'''
//! Grid data model.
//!
//! This module contains the cell and grid types the search algorithms and the maze generator
//! operate on, together with the step events that make up every replayable trace.

use std::fmt;

use crate::error::EngineError;

/// Traversal cost of every cell that is not weighted.
pub const DEFAULT_COST: u32 = 1;

/// Traversal cost of a weighted ("hill") cell.
pub const HILL_COST: u32 = 5;

/// Orthogonal steps in the fixed north, east, south, west order.
///
/// The order drives the order in which frontiers grow, so every trace depends on it.
const DIRECTIONS: [(isize, isize); 4] = [(-1, 0), (0, 1), (1, 0), (0, -1)];

/// Grid coordinate.
#[derive(Clone, Copy, Debug, Default, PartialEq, Eq, Hash, PartialOrd, Ord)]
pub struct Coord {
    /// Zero-based row, growing downwards.
    pub row: usize,
    /// Zero-based column, growing rightwards.
    pub col: usize,
}

impl Coord {
    /// Builds a coordinate from its row and column.
    #[must_use]
    pub const fn new(row: usize, col: usize) -> Self {
        Self { row, col }
    }

    /// Number of orthogonal steps between two coordinates.
    #[must_use]
    pub const fn manhattan(self, other: Self) -> usize {
        self.row.abs_diff(other.row) + self.col.abs_diff(other.col)
    }
}

impl fmt::Display for Coord {
    fn fmt(&self, formatter: &mut fmt::Formatter<'_>) -> fmt::Result {
        write!(formatter, "({}, {})", self.row, self.col)
    }
}

/// State of a single cell.
#[derive(Clone, Copy, Debug, Default, PartialEq, Eq, Hash)]
pub enum CellKind {
    /// Open floor.
    #[default]
    Empty,
    /// Impassable obstacle.
    Wall,
    /// Search origin.
    Start,
    /// Search goal.
    End,
    /// Passable cell that is more expensive to enter.
    Weighted,
    /// Cell explored by a search.
    Searched,
    /// Cell on the selected path.
    Path,
}

impl CellKind {
    /// Cost of entering a cell of this kind.
    #[must_use]
    pub const fn cost(self) -> u32 {
        match self {
            Self::Weighted => HILL_COST,
            Self::Empty | Self::Wall | Self::Start | Self::End | Self::Searched | Self::Path => {
                DEFAULT_COST
            }
        }
    }
}

/// A single grid cell.
///
/// The coordinate of a cell never changes; a new kind is stored by replacing the whole value in
/// the grid.
#[derive(Clone, Copy, Debug, PartialEq, Eq)]
pub struct Cell {
    /// Location of the cell.
    coord: Coord,
    /// Current state of the cell.
    kind: CellKind,
    /// Traversal cost used by cost-aware search.
    cost: u32,
}

impl Cell {
    /// Builds a cell whose cost follows from its kind.
    #[must_use]
    pub const fn new(row: usize, col: usize, kind: CellKind) -> Self {
        Self {
            coord: Coord::new(row, col),
            kind,
            cost: kind.cost(),
        }
    }

    /// Location of the cell.
    #[must_use]
    pub const fn coord(&self) -> Coord {
        self.coord
    }

    /// Row of the cell.
    #[must_use]
    pub const fn row(&self) -> usize {
        self.coord.row
    }

    /// Column of the cell.
    #[must_use]
    pub const fn col(&self) -> usize {
        self.coord.col
    }

    /// Current kind of the cell.
    #[must_use]
    pub const fn kind(&self) -> CellKind {
        self.kind
    }

    /// Cost of entering the cell.
    #[must_use]
    pub const fn cost(&self) -> u32 {
        self.cost
    }
}

/// Atomic unit of a trace: the cell at `(row, col)` takes `kind`.
///
/// Order within a trace is significant and must be preserved by whoever replays it.
#[derive(Clone, Copy, Debug, PartialEq, Eq, Hash)]
pub struct StepEvent {
    /// Row of the affected cell.
    pub row: usize,
    /// Column of the affected cell.
    pub col: usize,
    /// Kind the cell takes.
    pub kind: CellKind,
}

impl StepEvent {
    /// Builds an event for the cell at `coord`.
    #[must_use]
    pub const fn new(coord: Coord, kind: CellKind) -> Self {
        Self {
            row: coord.row,
            col: coord.col,
            kind,
        }
    }

    /// Coordinate of the affected cell.
    #[must_use]
    pub const fn coord(&self) -> Coord {
        Coord::new(self.row, self.col)
    }
}

/// Rectangular grid of cells with optional start and end markers.
#[derive(Clone, Debug, PartialEq, Eq)]
pub struct Grid {
    /// Number of rows.
    rows: usize,
    /// Number of columns.
    cols: usize,
    /// Row-major cell storage with exactly one cell per coordinate.
    cells: Vec<Cell>,
    /// Coordinate of the start cell, if one is placed.
    start: Option<Coord>,
    /// Coordinate of the end cell, if one is placed.
    end: Option<Coord>,
}

impl Grid {
    /// Creates a grid of empty cells without start or end.
    #[must_use]
    pub fn new(rows: usize, cols: usize) -> Self {
        let mut grid = Self {
            rows,
            cols,
            cells: Vec::new(),
            start: None,
            end: None,
        };
        grid.reset();

        grid
    }

    /// Number of rows.
    #[must_use]
    pub const fn rows(&self) -> usize {
        self.rows
    }

    /// Number of columns.
    #[must_use]
    pub const fn cols(&self) -> usize {
        self.cols
    }

    /// Total number of cells.
    #[must_use]
    pub fn len(&self) -> usize {
        self.cells.len()
    }

    /// Whether the grid has no cells at all.
    #[must_use]
    pub fn is_empty(&self) -> bool {
        self.cells.is_empty()
    }

    /// Coordinate of the start cell.
    #[must_use]
    pub const fn start(&self) -> Option<Coord> {
        self.start
    }

    /// Coordinate of the end cell.
    #[must_use]
    pub const fn end(&self) -> Option<Coord> {
        self.end
    }

    /// All cells in row-major order.
    #[must_use]
    pub fn cells(&self) -> &[Cell] {
        &self.cells
    }

    /// Whether `(row, col)` lies inside the grid.
    #[must_use]
    pub const fn contains(&self, row: usize, col: usize) -> bool {
        row < self.rows && col < self.cols
    }

    /// Storage index of `(row, col)`.
    fn index(&self, row: usize, col: usize) -> Result<usize, EngineError> {
        if self.contains(row, col) {
            Ok(row * self.cols + col)
        } else {
            Err(EngineError::OutOfBounds {
                row,
                col,
                rows: self.rows,
                cols: self.cols,
            })
        }
    }

    /// Looks up the cell at `(row, col)`.
    ///
    /// # Errors
    ///
    /// Returns [`EngineError::OutOfBounds`] if the coordinate lies outside of the grid.
    pub fn cell(&self, row: usize, col: usize) -> Result<&Cell, EngineError> {
        let index = self.index(row, col)?;
        self.cells.get(index).ok_or(EngineError::OutOfBounds {
            row,
            col,
            rows: self.rows,
            cols: self.cols,
        })
    }

    /// Looks up the cell at `coord`.
    ///
    /// # Errors
    ///
    /// Returns [`EngineError::OutOfBounds`] if the coordinate lies outside of the grid.
    pub fn cell_at(&self, coord: Coord) -> Result<&Cell, EngineError> {
        self.cell(coord.row, coord.col)
    }

    /// Stores a fresh cell of `kind` at `(row, col)` without any endpoint bookkeeping.
    fn replace(&mut self, row: usize, col: usize, kind: CellKind) -> Result<(), EngineError> {
        let index = self.index(row, col)?;
        if let Some(slot) = self.cells.get_mut(index) {
            *slot = Cell::new(row, col, kind);
        }

        Ok(())
    }

    /// Replaces the kind of the cell at `(row, col)`.
    ///
    /// Walls never overwrite the start or end cell; such a call leaves the grid untouched. Placing
    /// a start clears the previous start back to empty, and the same holds for the end. Any other
    /// kind written over the current start or end removes that marker.
    ///
    /// # Errors
    ///
    /// Returns [`EngineError::OutOfBounds`] if the coordinate lies outside of the grid.
    pub fn set_cell(&mut self, row: usize, col: usize, kind: CellKind) -> Result<(), EngineError> {
        let current = self.cell(row, col)?.kind();
        if kind == CellKind::Wall && matches!(current, CellKind::Start | CellKind::End) {
            return Ok(());
        }

        let coord = Coord::new(row, col);
        if self.start == Some(coord) && kind != CellKind::Start {
            self.start = None;
        }
        if self.end == Some(coord) && kind != CellKind::End {
            self.end = None;
        }

        match kind {
            CellKind::Start => {
                if let Some(previous) = self.start.replace(coord) {
                    if previous != coord {
                        self.replace(previous.row, previous.col, CellKind::Empty)?;
                    }
                }
            }
            CellKind::End => {
                if let Some(previous) = self.end.replace(coord) {
                    if previous != coord {
                        self.replace(previous.row, previous.col, CellKind::Empty)?;
                    }
                }
            }
            CellKind::Empty
            | CellKind::Wall
            | CellKind::Weighted
            | CellKind::Searched
            | CellKind::Path => {}
        }

        self.replace(row, col, kind)
    }

    /// Cycles the cell at `(row, col)` for direct editing without a selected brush.
    ///
    /// The first empty cells clicked become the start and then the end; clicking an endpoint or a
    /// wall clears it, and any other cell becomes a wall.
    ///
    /// # Errors
    ///
    /// Returns [`EngineError::OutOfBounds`] if the coordinate lies outside of the grid.
    pub fn toggle_cell(&mut self, row: usize, col: usize) -> Result<(), EngineError> {
        let coord = Coord::new(row, col);
        let kind = self.cell(row, col)?.kind();

        let next = if self.start.is_none() && kind == CellKind::Empty {
            CellKind::Start
        } else if self.start == Some(coord) {
            CellKind::Empty
        } else if self.end.is_none() && kind == CellKind::Empty {
            CellKind::End
        } else if self.end == Some(coord) || kind == CellKind::Wall {
            CellKind::Empty
        } else {
            CellKind::Wall
        };

        self.set_cell(row, col, next)
    }

    /// Replays a single trace event onto the grid through [`Grid::set_cell`].
    ///
    /// # Errors
    ///
    /// Returns [`EngineError::OutOfBounds`] if the event targets a cell outside of the grid.
    pub fn apply(&mut self, event: StepEvent) -> Result<(), EngineError> {
        self.set_cell(event.row, event.col, event.kind)
    }

    /// In-bounds orthogonal neighbors of `cell`, in north, east, south, west order.
    #[must_use]
    pub fn neighbors(&self, cell: &Cell) -> Vec<Cell> {
        DIRECTIONS
            .iter()
            .filter_map(|&(row_step, col_step)| {
                let row = cell.row().checked_add_signed(row_step)?;
                let col = cell.col().checked_add_signed(col_step)?;
                self.cell(row, col).ok().copied()
            })
            .collect()
    }

    /// Restores every cell to empty and clears both endpoints.
    pub fn reset(&mut self) {
        self.cells = (0..self.rows)
            .flat_map(|row| (0..self.cols).map(move |col| Cell::new(row, col, CellKind::Empty)))
            .collect();
        self.start = None;
        self.end = None;
    }
}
'''
Task item ::
Sift the material for lines that include the word "previous", and copy each one.

Response box ::
    /// a start clears the previous start back to empty, and the same holds for the end. Any other
                if let Some(previous) = self.start.replace(coord) {
                    if previous != coord {
                        self.replace(previous.row, previous.col, CellKind::Empty)?;
                if let Some(previous) = self.end.replace(coord) {
                    if previous != coord {
                        self.replace(previous.row, previous.col, CellKind::Empty)?;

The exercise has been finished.